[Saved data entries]
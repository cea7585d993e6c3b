use super::*;
use texplorer_common::Range;

fn location(line: u32, start: u32, end: u32) -> SourceFileLocation {
    SourceFileLocation::new(
        "main.ts",
        Range::new(Position::new(line, start), Position::new(line, end)),
    )
}

#[test]
fn test_intrinsics_occupy_well_known_slots() {
    let store = TypeStore::new();

    assert_eq!(store.lookup(TypeId::STRING).and_then(Type::intrinsic_name), Some("string"));
    assert_eq!(store.lookup(TypeId::ERROR).and_then(Type::intrinsic_name), Some("error"));
    assert!(store.type_flags(TypeId::ERROR).contains(TypeFlags::ANY));
    assert!(store.type_flags(TypeId::BOOLEAN).contains(TypeFlags::BOOLEAN | TypeFlags::UNION));
    assert_eq!(
        store.type_flags(TypeId::TRUE),
        TypeFlags::BOOLEAN_LITERAL
    );
    assert!(store.is_error_type(TypeId::ERROR));
    assert!(!store.is_error_type(TypeId::ANY));
}

#[test]
fn test_array_and_tuple_detection() {
    let mut store = TypeStore::new();
    let strings = store.array_of(TypeId::STRING);
    let frozen = store.readonly_array_of(TypeId::NUMBER);
    let pair = store.tuple(vec![TypeId::STRING, TypeId::NUMBER], None, false);

    assert!(store.is_array_type(strings));
    assert!(!store.is_readonly_array_type(strings));
    assert!(store.is_array_type(frozen));
    assert!(store.is_readonly_array_type(frozen));
    assert!(!store.is_array_type(pair));
    assert!(store.is_tuple_type(pair));
    assert_eq!(store.get_type_arguments(strings), &[TypeId::STRING]);
    assert_eq!(store.get_type_arguments(pair), &[TypeId::STRING, TypeId::NUMBER]);
}

#[test]
fn test_intersection_members_are_deduplicated() {
    let mut store = TypeStore::new();
    let object = store.object(Vec::new());

    let repeated = store.new_intersection_type(vec![object, TypeId::STRING, object]);
    match store.lookup(repeated).map(|ty| &ty.data) {
        Some(TypeData::Intersection { types }) => assert_eq!(types, &[object, TypeId::STRING]),
        other => panic!("expected an intersection, got {other:?}"),
    }
    assert_eq!(
        store.new_intersection_type(vec![TypeId::STRING, TypeId::STRING]),
        TypeId::STRING
    );
}

#[test]
fn test_tuple_optional_elements() {
    let mut store = TypeStore::new();
    let pair = store.tuple_with_optional(vec![TypeId::STRING, TypeId::NUMBER], 1);

    assert!(store.is_tuple_type(pair));
    let shape = store
        .lookup(pair)
        .and_then(Type::as_object)
        .and_then(|object| object.tuple.clone())
        .unwrap();
    assert_eq!(shape.min_length, Some(1));
}

#[test]
fn test_properties_include_inherited_members_once() {
    let mut store = TypeStore::new();
    let base_name = store.property("name", TypeId::STRING);
    let base_id = store.property("id", TypeId::NUMBER);
    let base = store.interface("Base", vec![base_name, base_id], Vec::new());
    let derived_name = store.property("name", TypeId::STRING);
    let extra = store.property("extra", TypeId::BOOLEAN);
    let derived = store.interface("Derived", vec![derived_name, extra], vec![base]);

    let names: Vec<String> = store
        .get_properties_of_type(derived)
        .into_iter()
        .filter_map(|symbol| store.symbol(symbol).map(|s| s.name.clone()))
        .collect();

    assert_eq!(names, vec!["name", "extra", "id"]);
}

#[test]
fn test_union_properties_are_common_members() {
    let mut store = TypeStore::new();
    let a1 = store.property("shared", TypeId::STRING);
    let a2 = store.property("onlyA", TypeId::STRING);
    let b1 = store.property("shared", TypeId::NUMBER);
    let a = store.object(vec![a1, a2]);
    let b = store.object(vec![b1]);
    let union = store.union(vec![a, b]);

    let props = store.get_properties_of_type(union);
    assert_eq!(props, vec![a1]);
}

#[test]
fn test_optional_parameter_from_check_flags_or_syntax() {
    let mut store = TypeStore::new();
    let synthetic = store.parameter("x", TypeId::NUMBER);
    store.symbol_mut(synthetic).unwrap().check_flags |= CheckFlags::OPTIONAL_PARAMETER;

    let syntactic = store.parameter("y", TypeId::NUMBER);
    let mut decl = Declaration::new(DeclarationKind::Parameter, location(0, 11, 12));
    decl.question_token = true;
    store.declare(syntactic, decl);

    let required = store.parameter("z", TypeId::NUMBER);

    assert!(store.is_optional_parameter(synthetic));
    assert!(store.is_optional_parameter(syntactic));
    assert!(!store.is_optional_parameter(required));
}

#[test]
fn test_signature_min_argument_count_stops_at_optional() {
    let mut store = TypeStore::new();
    let a = store.parameter("a", TypeId::STRING);
    let b = store.parameter("b", TypeId::STRING);
    store.symbol_mut(b).unwrap().check_flags |= CheckFlags::OPTIONAL_PARAMETER;

    let signature = store.signature(vec![a, b], TypeId::VOID);
    assert_eq!(signature.min_argument_count, 1);
}

#[test]
fn test_type_of_symbol_falls_back_to_error() {
    let mut store = TypeStore::new();
    let symbol = store.create_symbol("ghost", SymbolFlags::PROPERTY);
    let decl = Declaration::new(DeclarationKind::Property, location(0, 0, 5));

    assert_eq!(store.get_type_of_symbol(symbol), TypeId::ERROR);
    assert_eq!(store.get_type_of_symbol_at_location(symbol, &decl), TypeId::ERROR);
    assert_eq!(store.get_declared_type_of_symbol(symbol), TypeId::ERROR);
}

#[test]
fn test_class_declares_instance_and_constructor_types() {
    let mut store = TypeStore::new();
    let field = store.property("value", TypeId::NUMBER);
    let param = store.parameter("value", TypeId::NUMBER);
    let instance = store.class("Box", vec![field], vec![param], None, Vec::new());

    let class_symbol = store.lookup(instance).and_then(|ty| ty.symbol).unwrap();
    let constructor = store.get_type_of_symbol(class_symbol);
    let constructs = store.get_signatures_of_type(constructor, SignatureKind::Construct);

    assert_eq!(store.get_declared_type_of_symbol(class_symbol), instance);
    assert_eq!(constructs.len(), 1);
    assert_eq!(constructs[0].return_type, instance);
    assert!(store.object_flags(instance).contains(ObjectFlags::CLASS));
}

#[test]
fn test_symbol_at_position_prefers_innermost_declaration() {
    let mut store = TypeStore::new();
    let outer = store.create_symbol("outer", SymbolFlags::FUNCTION);
    store.declare(
        outer,
        Declaration::new(DeclarationKind::Function, location(0, 0, 40)),
    );
    let inner = store.variable("inner", TypeId::STRING, location(0, 10, 15));

    assert_eq!(store.symbol_at_position("main.ts", Position::new(0, 12)), Some(inner));
    assert_eq!(store.symbol_at_position("main.ts", Position::new(0, 30)), Some(outer));
    assert_eq!(store.symbol_at_position("other.ts", Position::new(0, 12)), None);
    assert_eq!(store.symbol_at_position("main.ts", Position::new(3, 0)), None);
}

#[test]
fn test_union_factory_deduplicates_and_collapses_singletons() {
    let mut store = TypeStore::new();
    assert_eq!(store.new_union_type(vec![TypeId::STRING, TypeId::STRING]), TypeId::STRING);

    let union = store.new_union_type(vec![TypeId::STRING, TypeId::NUMBER, TypeId::STRING]);
    match &store.lookup(union).unwrap().data {
        TypeData::Union { types } => assert_eq!(types, &vec![TypeId::STRING, TypeId::NUMBER]),
        other => panic!("expected union, got {:?}", other),
    }
}

#[test]
fn test_clone_without_alias_leaves_original_untouched() {
    let mut store = TypeStore::new();
    let prop = store.property("a", TypeId::STRING);
    let object = store.object(vec![prop]);
    store.type_alias("Named", object, Vec::new());

    let clone = store.clone_type_without_alias(object);

    assert_ne!(clone, object);
    assert!(store.lookup(object).unwrap().alias_symbol.is_some());
    assert!(store.lookup(clone).unwrap().alias_symbol.is_none());
    assert_eq!(store.get_properties_of_type(clone), vec![prop]);

    // Nothing to strip: the same id comes back.
    assert_eq!(store.clone_type_without_alias(TypeId::STRING), TypeId::STRING);
}

#[test]
fn test_new_property_symbol_is_transient() {
    let mut store = TypeStore::new();
    let symbol = store.new_property_symbol(
        "merged",
        SymbolFlags::OPTIONAL,
        CheckFlags::SYNTHETIC_PROPERTY,
        TypeId::STRING,
        Vec::new(),
    );
    let sym = store.symbol(symbol).unwrap();

    assert!(sym.flags.contains(SymbolFlags::PROPERTY | SymbolFlags::TRANSIENT | SymbolFlags::OPTIONAL));
    assert_eq!(store.get_type_of_symbol(symbol), TypeId::STRING);
}

#[test]
fn test_enum_members_carry_parent_and_flags() {
    let mut store = TypeStore::new();
    let color = store.enum_type(
        "Color",
        &[("Red", EnumValue::Number(0.0)), ("Blue", EnumValue::String("blue".into()))],
    );
    let members = match &store.lookup(color).unwrap().data {
        TypeData::Union { types } => types.clone(),
        other => panic!("expected union, got {:?}", other),
    };

    assert!(store.type_flags(color).contains(TypeFlags::ENUM | TypeFlags::UNION));
    assert!(store.type_flags(members[0]).contains(TypeFlags::ENUM_LITERAL | TypeFlags::NUMBER_LITERAL));
    assert!(store.type_flags(members[1]).contains(TypeFlags::ENUM_LITERAL | TypeFlags::STRING_LITERAL));
    let member_symbol = store.lookup(members[1]).and_then(|ty| ty.symbol).unwrap();
    let parent = store.symbol(member_symbol).and_then(|sym| sym.parent).unwrap();
    assert_eq!(store.symbol(parent).unwrap().name, "Color");
}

* TASK REQUIREMENTS: Go through the data above from its first line and copy each line exactly, stopping once the line with "TypeFlags::BOOLEAN_LITERAL" has been copied.

* WRITTEN RESPONSE:
repository cea7585d993e6c3b
use super::*;
use texplorer_common::Range;

fn location(line: u32, start: u32, end: u32) -> SourceFileLocation {
    SourceFileLocation::new(
        "main.ts",
        Range::new(Position::new(line, start), Position::new(line, end)),
    )
}

#[test]
fn test_intrinsics_occupy_well_known_slots() {
    let store = TypeStore::new();

    assert_eq!(store.lookup(TypeId::STRING).and_then(Type::intrinsic_name), Some("string"));
    assert_eq!(store.lookup(TypeId::ERROR).and_then(Type::intrinsic_name), Some("error"));
    assert!(store.type_flags(TypeId::ERROR).contains(TypeFlags::ANY));
    assert!(store.type_flags(TypeId::BOOLEAN).contains(TypeFlags::BOOLEAN | TypeFlags::UNION));
    assert_eq!(
        store.type_flags(TypeId::TRUE),
        TypeFlags::BOOLEAN_LITERAL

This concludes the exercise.